Hi, I’m trying to modify nn.Module._load_from_state_dict() (torch.nn.modules.module — PyTorch 1.7.1 documentation).

My class inherits nn.Module:

class foo(nn.Module):

    def _load_from_state_dict(self, state_dict, prefix, local_metadata, strict,
                          missing_keys, unexpected_keys, error_msgs):


        # The following lines are copied from the first few lines in the original _load_from_state_dict()
        for hook in self._load_state_dict_pre_hooks.values():
            hook(state_dict, prefix, local_metadata, strict, missing_keys, unexpected_keys, error_msgs)

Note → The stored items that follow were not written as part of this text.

//! Keyboard to `Action` translation.
//!
//! Stateless: modifiers select between plain, extending (Shift) and
//! shortcut (Ctrl) resolutions. Control characters that some hosts deliver
//! as `Char` are folded onto their dedicated keys (BS, DEL, CR, LF).

use crate::{Action, EditKind, MotionKind};
use core_events::{KeyCode, KeyEvent, KeyModifiers};
use core_text::codec::{REPLACEMENT, unit_from_char};

const BS: char = '\u{8}';
const DEL: char = '\u{7f}';

/// Resolve a key. `None` means the widget does not consume it.
pub fn translate_key(key: &KeyEvent) -> Option<Action> {
    let ctrl = key.ctrl();
    let shift = key.shift();
    let alt = key.mods.contains(KeyModifiers::ALT);

    if ctrl {
        return match key.code {
            KeyCode::Char(c) => match c.to_ascii_lowercase() {
                'c' => Some(Action::Copy),
                'x' => Some(Action::Cut),
                'v' => Some(Action::Paste),
                'a' => Some(Action::SelectAll),
                _ => None,
            },
            KeyCode::Insert => Some(Action::Copy),
            KeyCode::Home => Some(motion(MotionKind::BufferStart, shift)),
            KeyCode::End => Some(motion(MotionKind::BufferEnd, shift)),
            _ => None,
        };
    }

    let action = match key.code {
        KeyCode::Insert if shift => Action::Paste,
        KeyCode::Delete if shift => Action::Cut,
        KeyCode::Insert | KeyCode::Esc => return None,
        KeyCode::Enter | KeyCode::Char('\r') | KeyCode::Char('\n') => Action::Edit(EditKind::NewLine),
        KeyCode::Backspace | KeyCode::Char(BS) => Action::Edit(EditKind::Backspace),
        KeyCode::Delete | KeyCode::Char(DEL) => Action::Edit(EditKind::Delete),
        KeyCode::Tab => Action::Edit(EditKind::InsertChar(0x0009)),
        KeyCode::Left => motion(MotionKind::Left, shift),
        KeyCode::Right => motion(MotionKind::Right, shift),
        KeyCode::Up => motion(MotionKind::Up, shift),
        KeyCode::Down => motion(MotionKind::Down, shift),
        KeyCode::Home => motion(MotionKind::LineStart, shift),
        KeyCode::End => motion(MotionKind::LineEnd, shift),
        KeyCode::PageUp => motion(MotionKind::PageUp, shift),
        KeyCode::PageDown => motion(MotionKind::PageDown, shift),
        KeyCode::Char(c) if alt || c.is_control() => return None,
        KeyCode::Char(c) => Action::Edit(EditKind::InsertChar(unit_from_char(c).unwrap_or(REPLACEMENT))),
    };
    Some(action)
}

fn motion(kind: MotionKind, extend: bool) -> Action {
    Action::Motion { kind, extend }
}
//! Render delta merging.
//!
//! Producers report fine-grained invalidation intents (`RenderDelta`) via
//! `mark`; `consume` merges what was queued into one semantic shape and the
//! strategy the painter should execute.
//!
//! Merge semantics:
//! - Any `Full` makes the result `Full`.
//! - Multiple `Lines` merge into `[min(start), max(end))`.
//! - Multiple `Scroll` deltas keep the first `old_first` and the last
//!   `new_first`.
//! - Precedence: `Scroll` > `Lines` > `CursorOnly`.
//!
//! Example: `Lines(5..6) + CursorOnly` => `Lines(5..6)`.
//!
//! The surface contract has no blit, so a `Scroll` always executes as a full
//! repaint; it stays distinct semantically for tracing.

use std::ops::Range;

/// What an operation invalidated.
#[derive(Debug, Clone, PartialEq, Eq)]
pub enum RenderDelta {
    /// Entire widget must be repainted.
    Full,
    /// Cell contents changed on lines `[start, end)` without moving other lines.
    Lines(Range<usize>),
    /// First visible line changed.
    Scroll { old_first: usize, new_first: usize },
    /// Only the cursor moved or blinked.
    CursorOnly,
}

impl RenderDelta {
    /// Delta for a single line.
    pub fn line(idx: usize) -> Self {
        RenderDelta::Lines(idx..idx + 1)
    }

    /// Delta covering the inclusive line span `a..=b` in either order.
    pub fn span(a: usize, b: usize) -> Self {
        RenderDelta::Lines(a.min(b)..a.max(b) + 1)
    }

    /// Merge two deltas using the scheduler precedence.
    pub fn merge(self, other: RenderDelta) -> RenderDelta {
        use RenderDelta::*;
        match (self, other) {
            (Full, _) | (_, Full) => Full,
            (Scroll { old_first, .. }, Scroll { new_first, .. }) => Scroll {
                old_first,
                new_first,
            },
            (s @ Scroll { .. }, _) | (_, s @ Scroll { .. }) => s,
            (Lines(a), Lines(b)) => Lines(a.start.min(b.start)..a.end.max(b.end)),
            (l @ Lines(_), CursorOnly) | (CursorOnly, l @ Lines(_)) => l,
            (CursorOnly, CursorOnly) => CursorOnly,
        }
    }
}

/// Fold an optional accumulator with another delta.
pub fn merge_opt(acc: Option<RenderDelta>, delta: Option<RenderDelta>) -> Option<RenderDelta> {
    match (acc, delta) {
        (Some(a), Some(b)) => Some(a.merge(b)),
        (a, None) => a,
        (None, b) => b,
    }
}

/// Decision handed to the painter.
///
/// - `semantic`: merged damage kind for the queued marks.
/// - `effective`: what the painter should execute now.
#[derive(Debug, Clone, PartialEq, Eq)]
pub struct Decision {
    pub semantic: RenderDelta,
    pub effective: RenderDelta,
}

/// Counts of semantic decisions by kind.
#[derive(Debug, Default, Clone, Copy, PartialEq, Eq)]
pub struct RenderDeltaMetrics {
    pub full: u64,
    pub lines: u64,
    pub scroll: u64,
    pub cursor_only: u64,
    pub collapsed_scroll: u64,
    /// `Lines` dropped because a `Scroll` outranked them.
    pub suppressed_lines: u64,
    pub semantic_frames: u64,
}

impl RenderDeltaMetrics {
    fn incr_semantic(&mut self, delta: &RenderDelta) {
        match delta {
            RenderDelta::Full => self.full += 1,
            RenderDelta::Lines(_) => self.lines += 1,
            RenderDelta::Scroll { .. } => self.scroll += 1,
            RenderDelta::CursorOnly => self.cursor_only += 1,
        }
        self.semantic_frames += 1;
    }
}

#[derive(Debug, Default)]
pub struct RenderScheduler {
    pending: Vec<RenderDelta>,
    metrics: RenderDeltaMetrics,
}

impl RenderScheduler {
    pub fn new() -> Self {
        Self::default()
    }

    pub fn metrics(&self) -> RenderDeltaMetrics {
        self.metrics
    }

    pub fn is_empty(&self) -> bool {
        self.pending.is_empty()
    }

    /// Record a delta. Multiple calls accumulate until `consume()`.
    pub fn mark(&mut self, delta: RenderDelta) {
        tracing::trace!(target: "render.scheduler", ?delta, "render_mark");
        self.pending.push(delta);
    }

    /// Collapse queued deltas into a `Decision`; `None` when nothing is queued.
    pub fn consume(&mut self) -> Option<Decision> {
        if self.pending.is_empty() {
            return None;
        }
        let merged = self.collapse();
        tracing::trace!(target: "render.scheduler", ?merged, "render_delta_collapse");
        self.pending.clear();
        self.metrics.incr_semantic(&merged);
        let effective = match &merged {
            RenderDelta::Scroll { .. } => RenderDelta::Full,
            other => other.clone(),
        };
        Some(Decision {
            semantic: merged,
            effective,
        })
    }

    fn collapse(&mut self) -> RenderDelta {
        let scrolls = self
            .pending
            .iter()
            .filter(|d| matches!(d, RenderDelta::Scroll { .. }))
            .count();
        let has_lines = self.pending.iter().any(|d| matches!(d, RenderDelta::Lines(_)));
        let has_full = self.pending.iter().any(|d| matches!(d, RenderDelta::Full));
        if !has_full && scrolls > 0 {
            self.metrics.collapsed_scroll += scrolls as u64 - 1;
            if has_lines {
                self.metrics.suppressed_lines += 1;
            }
        }
        self.pending
            .drain(..)
            .reduce(RenderDelta::merge)
            .unwrap_or(RenderDelta::Full)
    }
}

        persistent_buffers = {k: v for k, v in self._buffers.items() if k not in self._non_persistent_buffers_set}
        local_name_params = itertools.chain(self._parameters.items(), persistent_buffers.items())
        local_state = {k: v for k, v in local_name_params if v is not None}
        
        pdb.set_trace()

However, I found that it doesn’t seem so simple. I found that self._load_state_dict_pre_hooks, persistent_buffers, local_name_params are now empty dictionaries when I stepped into it in pdb.set_trace().

Can someone explain why this might be and how I may modify _load_from_state_dict()?

albanD · February 11, 2021, 2:07pm

Hi,

All functions in python that start with ._foo are considered private and not part of the user API (you can see it is not documented).
Why do you want to modify that function?

tshmak · February 16, 2021, 2:39am

Currently, if the dimensions of the tensor don’t match, then _load_from_state_dict() will ignore that tensor. However, I want it to try and copy the parameters anyway. For example, I may change the dimension of a tensor from (10, 100) to (10, 110). I would still like to copy over the first 100 columns of the tensor as starting values.

albanD · February 16, 2021, 6:00pm

I think the simplest way to do that is to pre-process your state_dict before giving it to the Module.load_state_dict function. That will make sure that your code keeps working with new versions of PyTorch as internal API might change without notice.